[AMD Official Use Only]
From: Kuehling, Felix <Felix.Kuehling@xxxxxxx>
Sent: Thursday, April 21, 2022 5:21 AM
To: Lazar, Lijo <Lijo.Lazar@xxxxxxx>; Koenig, Christian <Christian.Koenig@xxxxxxx>; Wang, Yang(Kevin) <KevinYang.Wang@xxxxxxx>; Christian König <ckoenig.leichtzumerken@xxxxxxxxx>; dri-devel@xxxxxxxxxxxxxxxxxxxxx <dri-devel@xxxxxxxxxxxxxxxxxxxxx>; amd-gfx@xxxxxxxxxxxxxxxxxxxxx <amd-gfx@xxxxxxxxxxxxxxxxxxxxx>
Subject: Re: [PATCH] drm/ttm: fix ttm tt init fail when size exceeds kmalloc limit
On 2022-04-20 09:23, Lazar, Lijo wrote:
>
>
> On 4/20/2022 6:26 PM, Christian König wrote:
>> Am 20.04.22 um 14:54 schrieb Wang, Yang(Kevin):
>>>
>>> [AMD Official Use Only]
>>>
>>>
>>> Hi Chris,
>>>
>>> 1) Change the test case to use something larger than 1TiB.

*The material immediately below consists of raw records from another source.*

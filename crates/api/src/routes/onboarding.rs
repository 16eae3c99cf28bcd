//! Route definitions for the onboarding questionnaire.
//!
//! Mounted at `/onboarding` by `api_routes()`.

use axum::routing::{get, post};
use axum::Router;

use crate::handlers::onboarding;
use crate::state::AppState;

/// Onboarding routes.
///
/// ```text
/// GET    /questions  -> list_questions
/// GET    /next       -> next_question
/// POST   /respond    -> submit_response
/// POST   /skip       -> skip_question
/// ```
pub fn router() -> Router<AppState> {
    Router::new()
        .route("/questions", get(onboarding::list_questions))
        .route("/next", get(onboarding::next_question))
        .route("/respond", post(onboarding::submit_response))
        .route("/skip", post(onboarding::skip_question))
}
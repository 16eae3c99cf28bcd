//! Mum.entum API server library.
//!
//! Exposes the building blocks (config, state, error handling, auth, routes)
//! so integration tests and the binary entrypoint can both access them.

pub mod auth;
pub mod config;
pub mod error;
pub mod handlers;
pub mod middleware;
pub mod query;
pub mod response;
pub mod router;
pub mod routes;
pub mod state;
use chrono::NaiveDate;
use mumentum_db::models::health_tracking::UpsertHealthEntry;
use mumentum_db::repositories::HealthTrackingRepo;
use sqlx::PgPool;
use uuid::Uuid;

fn day(d: u32) -> NaiveDate {
    NaiveDate::from_ymd_opt(2026, 3, d).unwrap()
}

#[sqlx::test(migrations = "../../db/migrations")]
async fn test_one_entry_per_day(pool: PgPool) {
    let user = Uuid::new_v4();
    let morning = UpsertHealthEntry {
        blood_pressure_systolic: Some(118),
        blood_pressure_diastolic: Some(76),
        symptoms: vec!["nausea".to_string()],
        ..Default::default()
    };
    let evening = UpsertHealthEntry {
        weight_kg: Some(64.5),
        mood: Some("calm".to_string()),
        ..Default::default()
    };

    let first = HealthTrackingRepo::upsert(&pool, user, day(3), &morning).await.unwrap();
    let second = HealthTrackingRepo::upsert(&pool, user, day(3), &evening).await.unwrap();

    assert_eq!(first.id, second.id);
    assert_eq!(second.blood_pressure_systolic, None);
    assert_eq!(second.weight_kg, Some(64.5));
    assert!(second.symptoms.is_empty());

    let found = HealthTrackingRepo::find_for_date(&pool, user, day(3)).await.unwrap();
    assert_eq!(found.map(|e| e.mood), Some(Some("calm".to_string())));
    assert!(HealthTrackingRepo::find_for_date(&pool, user, day(4)).await.unwrap().is_none());
}

#[sqlx::test(migrations = "../../db/migrations")]
async fn test_history_is_newest_first_and_limited(pool: PgPool) {
    let user = Uuid::new_v4();
    for d in 1..=5 {
        HealthTrackingRepo::upsert(&pool, user, day(d), &UpsertHealthEntry::default())
            .await
            .unwrap();
    }

    let recent = HealthTrackingRepo::list_recent(&pool, user, 3).await.unwrap();
    let dates: Vec<_> = recent.iter().map(|e| e.entry_date).collect();
    assert_eq!(dates, vec![day(5), day(4), day(3)]);

    let other = HealthTrackingRepo::list_recent(&pool, Uuid::new_v4(), 30).await.unwrap();
    assert!(other.is_empty());
}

>>> sure, we can increase the size of BO and make test pass,
>>> but if user really want to allocate 1TB GTT BO, we have no reason to
>>> let it fail? right?
>>
>> No, the reason is the underlying core kernel doesn't allow kvmalloc
>> allocations with GFP_ZERO which are large enough to hold the array of
>> allocated pages for this.
>>
>> We are working on top of the core Linux kernel and should *NEVER*
>> ever add workarounds like what was suggested here. >
>
> AFAIU, for the purpose of ttm use, fallback to vmalloc is fine.
>
> * Please note that any use of gfp flags outside of GFP_KERNEL is
> careful to not
> * fall back to vmalloc.
> *
That's weird, because kvcalloc does the same thing. If that were not
able to fall back to vmalloc, it would be pretty useless.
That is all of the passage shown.